Saturday, May 11, 2024

The American Workplace: More Risk Than Reward

Approximately 40 hours of work a week, which in plenty of cases is far more efficiently assigned to four day workweeks than to the conventional five day work cycle, leaves more time outside of work than inside it, but not in a way that always gives people enough time to handle more important matters.  Many use work as a supposed excuse to not think about philosophical matters--everything is philosophical, but they might at least have greater difficulty focusing on the abstract necessities of reason.  They have no excuse for forsaking the intrinsic, universal, and universally accessible truths of reason.  When it comes to the lesser issues of practical health, however, there is still the need for sleep, hydration, and food, with any atypical health conditions probably requiring additional, precise treatments that work infringes upon.

Professional work by nature occupies time that could have been otherwise invested, whether more directly or just invested at all, in these more significant things like explicitly philosophical reflection (unintruded upon), relationships with worthy friends or family members, or managing one's health.  Though it could be unsafe for workers and people around them, for instance, a desperately exhausted worker will be expected or pressured, under the possible threat of something like homeless or starvation, to drive (if working non-remotely) to what might be an hour away for their job even when they are risking their lives to do so.

People might also have to forgo the non-necessities that make living through the necessities more bearable, even forsaking things they need to take care of non-mortal health issues because it would be inconvenient for their work.  If all jobs paid an amount that was both survivable and allowed for saving and attaining progressively more comfortable or secure circumstances, then making some sacrifices of time for the workplace would not be a terrible thing, even if it was despised by some subjectively.  The unfortunate reality is that workers could constantly offer 40 hours of their lives to a single job, some having more than one, and still do little more than financially run in place even if they are not economically reckless.

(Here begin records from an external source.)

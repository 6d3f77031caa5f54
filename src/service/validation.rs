use lettre::Address;

use crate::error::{Error, Result};

const MAX_EMAIL_LEN: usize = 254;
const MAX_TITLE_LEN: usize = 200;

/// Returns the trimmed value, or `MissingFields(field)` if nothing is left.
pub fn require_field<'a>(value: Option<&'a str>, field: &str) -> Result<&'a str> {
    match value.map(str::trim) {
        Some(v) if !v.is_empty() => Ok(v),
        _ => Err(Error::MissingFields(field.to_string())),
    }
}

/// Accepts addresses the mail transport can deliver to, with a dotted domain.
/// Case is preserved.
pub fn validate_email(email: &str) -> Result<()> {
    if email.is_empty() {
        return Err(Error::MissingFields("email".to_string()));
    }
    if email.len() > MAX_EMAIL_LEN {
        return Err(Error::BadRequest(format!(
            "email cannot exceed {MAX_EMAIL_LEN} characters"
        )));
    }
    if email.chars().any(char::is_whitespace) {
        return Err(Error::BadRequest("email cannot contain whitespace".to_string()));
    }

    let Some((local, domain)) = email.split_once('@') else {
        return Err(Error::BadRequest("invalid email address".to_string()));
    };
    if local.is_empty()
        || domain.contains('@')
        || !domain.contains('.')
        || domain.starts_with('.')
        || domain.ends_with('.')
    {
        return Err(Error::BadRequest("invalid email address".to_string()));
    }

    email
        .parse::<Address>()
        .map_err(|e| Error::BadRequest(format!("invalid email address: {e}")))?;
    Ok(())
}

pub fn validate_title(title: &str) -> Result<()> {
    if title.trim().is_empty() {
        return Err(Error::MissingFields("title".to_string()));
    }
    if title.chars().count() > MAX_TITLE_LEN {
        return Err(Error::BadRequest(format!(
            "title cannot exceed {MAX_TITLE_LEN} characters"
        )));
    }
    Ok(())
}
use std::path::PathBuf;
use std::sync::Arc;
use std::time::Instant;

use axum::extract::Request;
use axum::middleware::{self, Next};
use axum::response::Response;
use axum::{Router, routing::get};

use super::admin::admin_router;
use super::uploads::serve_upload;
use super::user::user_router;
use crate::auth::{PasswordHasher, TokenService};
use crate::media::VideoStorage;
use crate::notify::Notifier;
use crate::service::invitations::InvitationWorkflow;
use crate::store::Store;

pub struct AppState {
    pub store: Arc<dyn Store>,
    pub data_dir: PathBuf,
    /// Public base URL of the web front end. Invitation links point here.
    pub public_base_url: String,
    pub tokens: TokenService,
    pub passwords: PasswordHasher,
    pub notifier: Notifier,
    pub storage: VideoStorage,
}

impl AppState {
    #[must_use]
    pub fn invitations(&self) -> InvitationWorkflow<'_> {
        InvitationWorkflow {
            store: self.store.as_ref(),
            tokens: &self.tokens,
            passwords: &self.passwords,
            notifier: &self.notifier,
            public_base_url: &self.public_base_url,
        }
    }
}

async fn health() -> &'static str {
    "OK"
}

async fn log_request(request: Request, next: Next) -> Response {
    let method = request.method().clone();
    let uri = request.uri().clone();
    let start = Instant::now();

    let response = next.run(request).await;

    let latency = start.elapsed();
    let status = response.status();

    tracing::info!(
        "{} {} {} {}ms",
        method,
        uri.path(),
        status.as_u16(),
        latency.as_millis()
    );

    response
}

pub fn create_router(state: Arc<AppState>) -> Router {
    Router::new()
        .route("/api/v1/health", get(health))
        .nest("/api/v1/admin", admin_router())
        .nest("/api/v1", user_router())
        .route("/uploads/{filename}", get(serve_upload))
        .layer(middleware::from_fn(log_request))
        .with_state(state)
}
mod projects;
mod users;

use std::sync::Arc;

use axum::{Router, routing::get};

use crate::server::AppState;

pub fn admin_router() -> Router<Arc<AppState>> {
    Router::new()
        .route("/users", get(users::list_users))
        .route("/projects", get(projects::list_projects))
}
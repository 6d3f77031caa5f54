//! Domain operations shared by the HTTP handlers and the CLI.
//!
//! Everything here works against `&dyn Store` and returns
//! [`crate::error::Result`]; mapping to HTTP statuses happens in
//! `server::response`.

pub mod access;
pub mod annotations;
pub mod credentials;
pub mod invitations;
pub mod projects;
pub mod validation;
pub mod videos;
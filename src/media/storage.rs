use std::io::ErrorKind;
use std::path::{Path, PathBuf};

use chrono::Utc;
use thiserror::Error;
use tokio::fs::{self, File};
use tokio::io::{AsyncWriteExt, BufReader};
use uuid::Uuid;

const MAX_NAME_LEN: usize = 120;

#[derive(Debug, Error)]
pub enum VideoStorageError {
    #[error("file not found")]
    NotFound,
    #[error("invalid filename")]
    InvalidFilename,
    #[error("empty upload")]
    Empty,
    #[error("upload exceeds {0} bytes")]
    TooLarge(u64),
    #[error("io error: {0}")]
    Io(#[from] std::io::Error),
}

impl VideoStorageError {
    fn from_io(e: std::io::Error) -> Self {
        if e.kind() == ErrorKind::NotFound {
            Self::NotFound
        } else {
            Self::Io(e)
        }
    }
}

/// Flat directory of uploaded video files under `<data_dir>/uploads`.
pub struct VideoStorage {
    base_path: PathBuf,
}

impl VideoStorage {
    pub fn new(data_dir: &Path) -> Self {
        Self {
            base_path: data_dir.join("uploads"),
        }
    }

    fn temp_path(&self) -> PathBuf {
        self.base_path.join(".tmp").join(Uuid::new_v4().to_string())
    }

    /// Starts an upload. Chunks go to a temp file that becomes
    /// `<unix millis>_<sanitized original name>` on [`UploadWriter::finish`].
    /// Writes past `max_size` bytes fail with `TooLarge`.
    pub async fn create(
        &self,
        original_name: &str,
        max_size: u64,
    ) -> Result<UploadWriter, VideoStorageError> {
        let temp_path = self.temp_path();
        if let Some(parent) = temp_path.parent() {
            fs::create_dir_all(parent).await?;
        }
        let file = File::create(&temp_path).await?;

        Ok(UploadWriter {
            file,
            temp_path,
            base_path: self.base_path.clone(),
            name: sanitize_filename(original_name),
            written: 0,
            max_size,
            committed: false,
        })
    }

    pub async fn open(&self, filename: &str) -> Result<(BufReader<File>, u64), VideoStorageError> {
        validate_filename(filename)?;
        let file = File::open(self.base_path.join(filename))
            .await
            .map_err(VideoStorageError::from_io)?;

        let size = file.metadata().await?.len();

        Ok((BufReader::new(file), size))
    }
}

/// An upload in progress. Dropping it before [`UploadWriter::finish`]
/// deletes the partial file.
pub struct UploadWriter {
    file: File,
    temp_path: PathBuf,
    base_path: PathBuf,
    name: String,
    written: u64,
    max_size: u64,
    committed: bool,
}

impl UploadWriter {
    pub async fn write(&mut self, chunk: &[u8]) -> Result<(), VideoStorageError> {
        let written = self.written + chunk.len() as u64;
        if written > self.max_size {
            return Err(VideoStorageError::TooLarge(self.max_size));
        }
        self.file.write_all(chunk).await?;
        self.written = written;
        Ok(())
    }

    #[must_use]
    pub fn written(&self) -> u64 {
        self.written
    }

    /// Moves the file into place and returns its storage-relative filename.
    pub async fn finish(mut self) -> Result<String, VideoStorageError> {
        if self.written == 0 {
            return Err(VideoStorageError::Empty);
        }

        self.file.sync_all().await?;

        let filename = format!("{}_{}", Utc::now().timestamp_millis(), self.name);
        fs::rename(&self.temp_path, self.base_path.join(&filename)).await?;
        self.committed = true;

        Ok(filename)
    }
}

impl Drop for UploadWriter {
    fn drop(&mut self) {
        if !self.committed {
            let _ = std::fs::remove_file(&self.temp_path);
        }
    }
}

/// Keeps ASCII alphanumerics, `.`, `-` and `_`; everything else becomes `_`.
#[must_use]
pub fn sanitize_filename(name: &str) -> String {
    // Browsers may send a full client path.
    let base = name.rsplit(['/', '\\']).next().unwrap_or_default();

    let mut sanitized: String = base
        .chars()
        .map(|c| {
            if c.is_ascii_alphanumeric() || matches!(c, '.' | '-' | '_') {
                c
            } else {
                '_'
            }
        })
        .collect();

    let trimmed = sanitized.trim_start_matches('.');
    if trimmed.len() != sanitized.len() {
        sanitized = trimmed.to_string();
    }
    sanitized.truncate(MAX_NAME_LEN);

    if sanitized.is_empty() {
        "upload".to_string()
    } else {
        sanitized
    }
}

/// Rejects anything that could escape the uploads directory.
pub fn validate_filename(filename: &str) -> Result<(), VideoStorageError> {
    if filename.is_empty()
        || filename.starts_with('.')
        || filename.contains(['/', '\\'])
        || filename.contains("..")
    {
        return Err(VideoStorageError::InvalidFilename);
    }
    Ok(())
}
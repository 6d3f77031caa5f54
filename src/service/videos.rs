use chrono::Utc;
use uuid::Uuid;

use super::access::require_project_member;
use super::validation::{require_field, validate_title};
use crate::error::{Error, Result};
use crate::store::Store;
use crate::types::{User, Video};

/// A video to register: either an uploaded file (already written to
/// storage) or an external URL such as a Peertube watch page.
#[derive(Debug, Clone, Default)]
pub struct NewVideo<'a> {
    pub project_id: &'a str,
    pub title: &'a str,
    pub description: Option<&'a str>,
    pub filename: Option<&'a str>,
    pub external_url: Option<&'a str>,
}

pub fn register(store: &dyn Store, user: &User, new: NewVideo<'_>) -> Result<Video> {
    let project_id = require_field(Some(new.project_id), "project_id")?;
    validate_title(new.title)?;

    let filename = non_empty(new.filename);
    let external_url = non_empty(new.external_url);

    match (filename, external_url) {
        (None, None) => {
            return Err(Error::MissingFields("video file or external_url".to_string()));
        }
        (Some(_), Some(_)) => {
            return Err(Error::BadRequest(
                "provide either a video file or an external_url, not both".to_string(),
            ));
        }
        (None, Some(url)) if !(url.starts_with("http://") || url.starts_with("https://")) => {
            return Err(Error::BadRequest("external_url must be an http(s) URL".to_string()));
        }
        _ => {}
    }

    let project = require_project_member(store, user, project_id)?;

    let video = Video {
        id: Uuid::new_v4().to_string(),
        project_id: project.id,
        filename: filename.map(str::to_string),
        external_url: external_url.map(str::to_string),
        title: new.title.trim().to_string(),
        description: non_empty(new.description).map(str::to_string),
        created_at: Utc::now(),
    };
    store.create_video(&video)?;

    tracing::info!(video_id = %video.id, project_id = %video.project_id, "Video registered");
    Ok(video)
}

pub fn get(store: &dyn Store, user: &User, video_id: &str) -> Result<Video> {
    let video = store.get_video(video_id)?.ok_or(Error::NotFound)?;
    require_project_member(store, user, &video.project_id)?;
    Ok(video)
}

pub fn list_for_project(store: &dyn Store, user: &User, project_id: &str) -> Result<Vec<Video>> {
    let project = require_project_member(store, user, project_id)?;
    store.list_project_videos(&project.id)
}

fn non_empty(value: Option<&str>) -> Option<&str> {
    value.map(str::trim).filter(|v| !v.is_empty())
}
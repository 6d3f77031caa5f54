use std::fmt;

use rusqlite::types::{FromSql, FromSqlError, FromSqlResult, ToSql, ToSqlOutput, ValueRef};
use serde::{Deserialize, Serialize};

/// Server-wide role of an account.
#[derive(Debug, Clone, Copy, PartialEq, Eq, Default, Serialize, Deserialize)]
#[serde(rename_all = "lowercase")]
pub enum UserRole {
    Admin,
    #[default]
    User,
}

impl UserRole {
    pub fn parse(s: &str) -> Option<UserRole> {
        match s {
            "admin" => Some(Self::Admin),
            "user" => Some(Self::User),
            _ => None,
        }
    }

    #[must_use]
    pub const fn as_str(self) -> &'static str {
        match self {
            Self::Admin => "admin",
            Self::User => "user",
        }
    }
}

/// Role of a user within a single project.
///
/// `Owner` is granted only to the creator of a project. Invitations may
/// grant `Admin` or `Annotator`.
#[derive(Debug, Clone, Copy, PartialEq, Eq, Serialize, Deserialize)]
#[serde(rename_all = "lowercase")]
pub enum ProjectRole {
    Owner,
    Admin,
    Annotator,
}

impl ProjectRole {
    pub fn parse(s: &str) -> Option<ProjectRole> {
        match s {
            "owner" => Some(Self::Owner),
            "admin" => Some(Self::Admin),
            "annotator" => Some(Self::Annotator),
            _ => None,
        }
    }

    #[must_use]
    pub const fn as_str(self) -> &'static str {
        match self {
            Self::Owner => "owner",
            Self::Admin => "admin",
            Self::Annotator => "annotator",
        }
    }

    /// Owners and admins manage membership of a project.
    #[must_use]
    pub const fn can_invite(self) -> bool {
        matches!(self, Self::Owner | Self::Admin)
    }

    /// Roles that may be handed out through an invitation.
    #[must_use]
    pub const fn is_invitable(self) -> bool {
        matches!(self, Self::Admin | Self::Annotator)
    }
}

impl fmt::Display for UserRole {
    fn fmt(&self, f: &mut fmt::Formatter<'_>) -> fmt::Result {
        f.write_str(self.as_str())
    }
}

impl fmt::Display for ProjectRole {
    fn fmt(&self, f: &mut fmt::Formatter<'_>) -> fmt::Result {
        f.write_str(self.as_str())
    }
}

impl ToSql for UserRole {
    fn to_sql(&self) -> rusqlite::Result<ToSqlOutput<'_>> {
        Ok(ToSqlOutput::from(self.as_str()))
    }
}

impl FromSql for UserRole {
    fn column_result(value: ValueRef<'_>) -> FromSqlResult<Self> {
        let s = value.as_str()?;
        Self::parse(s).ok_or_else(|| FromSqlError::Other(format!("unknown user role '{s}'").into()))
    }
}

impl ToSql for ProjectRole {
    fn to_sql(&self) -> rusqlite::Result<ToSqlOutput<'_>> {
        Ok(ToSqlOutput::from(self.as_str()))
    }
}

impl FromSql for ProjectRole {
    fn column_result(value: ValueRef<'_>) -> FromSqlResult<Self> {
        let s = value.as_str()?;
        Self::parse(s)
            .ok_or_else(|| FromSqlError::Other(format!("unknown project role '{s}'").into()))
    }
}
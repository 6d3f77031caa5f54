mod secrets;
mod server;

pub use secrets::{INVITE_SECRET_ENV, SECRETS_FILE, SESSION_SECRET_ENV, Secrets, secrets_path};
pub use server::{DEFAULT_PUBLIC_BASE_URL, ServerConfig};
mod models;
mod role;

pub use models::*;
pub use role::{ProjectRole, UserRole};
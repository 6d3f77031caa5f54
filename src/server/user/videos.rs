use std::sync::Arc;

use axum::{
    Json,
    extract::{
        Multipart, Path, State,
        multipart::{Field, MultipartError},
    },
    http::StatusCode,
    response::IntoResponse,
};

use crate::auth::RequireUser;
use crate::media::{UploadWriter, VideoStorageError};
use crate::server::AppState;
use crate::server::response::{ApiError, ApiResponse};
use crate::service::access::require_project_member;
use crate::service::validation::validate_title;
use crate::service::videos::NewVideo;
use crate::service::{annotations, videos};
use crate::types::User;

pub const MAX_UPLOAD_SIZE: usize = 512 * 1024 * 1024;

#[derive(Default)]
struct VideoForm {
    project_id: Option<String>,
    title: Option<String>,
    description: Option<String>,
    external_url: Option<String>,
    upload: Option<UploadWriter>,
}

fn multipart_error(e: MultipartError) -> ApiError {
    ApiError {
        status: e.status(),
        message: format!("Failed to read multipart: {}", e.body_text()),
    }
}

fn storage_error(e: VideoStorageError) -> ApiError {
    match e {
        VideoStorageError::Empty => ApiError::bad_request("Uploaded file is empty"),
        VideoStorageError::TooLarge(limit) => ApiError::payload_too_large(format!(
            "File exceeds maximum allowed size ({limit} bytes)"
        )),
        e => {
            tracing::error!("Failed to store upload: {e}");
            ApiError::internal("Failed to store upload")
        }
    }
}

async fn read_text(field: Field<'_>) -> Result<String, ApiError> {
    let name = field.name().unwrap_or_default().to_string();
    field
        .text()
        .await
        .map_err(|e| ApiError::bad_request(format!("Failed to read {name}: {e}")))
}

/// Streams the file part to storage chunk by chunk.
async fn receive_upload(state: &AppState, mut field: Field<'_>) -> Result<UploadWriter, ApiError> {
    let original_name = field.file_name().unwrap_or("video").to_string();
    let mut upload = state
        .storage
        .create(&original_name, MAX_UPLOAD_SIZE as u64)
        .await
        .map_err(storage_error)?;

    while let Some(chunk) = field.chunk().await.map_err(multipart_error)? {
        upload.write(&chunk).await.map_err(storage_error)?;
    }

    Ok(upload)
}

async fn parse_video_form(
    state: &AppState,
    user: &User,
    multipart: &mut Multipart,
) -> Result<VideoForm, ApiError> {
    let mut form = VideoForm::default();

    while let Some(field) = multipart.next_field().await.map_err(multipart_error)? {
        match field.name() {
            Some("project_id") => form.project_id = Some(read_text(field).await?),
            Some("title") => form.title = Some(read_text(field).await?),
            Some("description") => form.description = Some(read_text(field).await?),
            // Older clients send the Peertube link under its own name.
            Some("external_url" | "peertube_url") => {
                let url = read_text(field).await?;
                if !url.trim().is_empty() {
                    form.external_url = Some(url);
                }
            }
            Some("video") => {
                // Outsiders are turned away before any bytes are written when
                // the project comes first in the form.
                if let Some(project_id) = form.project_id.as_deref() {
                    require_project_member(state.store.as_ref(), user, project_id)?;
                }
                let upload = receive_upload(state, field).await?;
                // Browsers send an empty part when no file was picked.
                form.upload = (upload.written() > 0).then_some(upload);
            }
            _ => {}
        }
    }

    Ok(form)
}

/// POST /videos (multipart)
pub async fn create_video(
    RequireUser(user): RequireUser,
    State(state): State<Arc<AppState>>,
    mut multipart: Multipart,
) -> impl IntoResponse {
    let form = parse_video_form(&state, &user, &mut multipart).await?;
    let store = state.store.as_ref();

    let project_id = form.project_id.as_deref().unwrap_or_default();
    let title = form.title.as_deref().unwrap_or_default();

    let filename = match form.upload {
        Some(_) if form.external_url.is_some() => {
            return Err(ApiError::bad_request(
                "Provide either a video file or an external_url, not both",
            ));
        }
        Some(upload) => {
            // The partial file is dropped, and deleted, on any rejection.
            validate_title(title)?;
            require_project_member(store, &user, project_id)?;
            Some(upload.finish().await.map_err(storage_error)?)
        }
        None => None,
    };

    let video = videos::register(
        store,
        &user,
        NewVideo {
            project_id,
            title,
            description: form.description.as_deref(),
            filename: filename.as_deref(),
            external_url: form.external_url.as_deref(),
        },
    )?;

    Ok::<_, ApiError>((StatusCode::CREATED, Json(ApiResponse::success(video))))
}

/// GET /videos/{id}
pub async fn get_video(
    RequireUser(user): RequireUser,
    State(state): State<Arc<AppState>>,
    Path(id): Path<String>,
) -> impl IntoResponse {
    let video = videos::get(state.store.as_ref(), &user, &id)?;
    Ok::<_, ApiError>(Json(ApiResponse::success(video)))
}

/// GET /videos/{id}/annotations
pub async fn list_annotations(
    RequireUser(user): RequireUser,
    State(state): State<Arc<AppState>>,
    Path(id): Path<String>,
) -> impl IntoResponse {
    let annotations = annotations::list_by_video(state.store.as_ref(), &user, &id)?;
    Ok::<_, ApiError>(Json(ApiResponse::success(annotations)))
}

There is at large far more risk than reward in the American workplace of today.  Unless someone was born into sufficient wealth, obtains it by happenstance, takes advantage of other people, or somehow secures a very high-paying job (which is often a matter of luck), they might very well wind up giving the majority of their free time away to an employer who would kill them and sell their corpse if only it would increase their profits by a small number and they could get away with it.  Everything from irrelevant expectations for "professionalism" to vague promises to active egoism (an expression of irrationalism) and incompetence only adds to the hellacious nature of many careers.

While there is nothing about being an employer that makes this the case, many employers give absolutely no sign of caring that their workers, without whom their operations could not continue or would have a greatly diminished capacity, are losing time to solely focus on philosophical truths, to enjoy non-professional relationships, to sleep, or to otherwise maintain anything about their health due to work.  They will take what they can and rarely give even compensation that is livable without multiple jobs, sacrificing numerous needs or desires, or financially relying on someone else to get by.  All that these individuals care about is appeasing their irrationalistic version of self-esteem, fitting in with other predatory managers or business owners, or seizing whatever ounce of profit they can at the expense of practically everything else.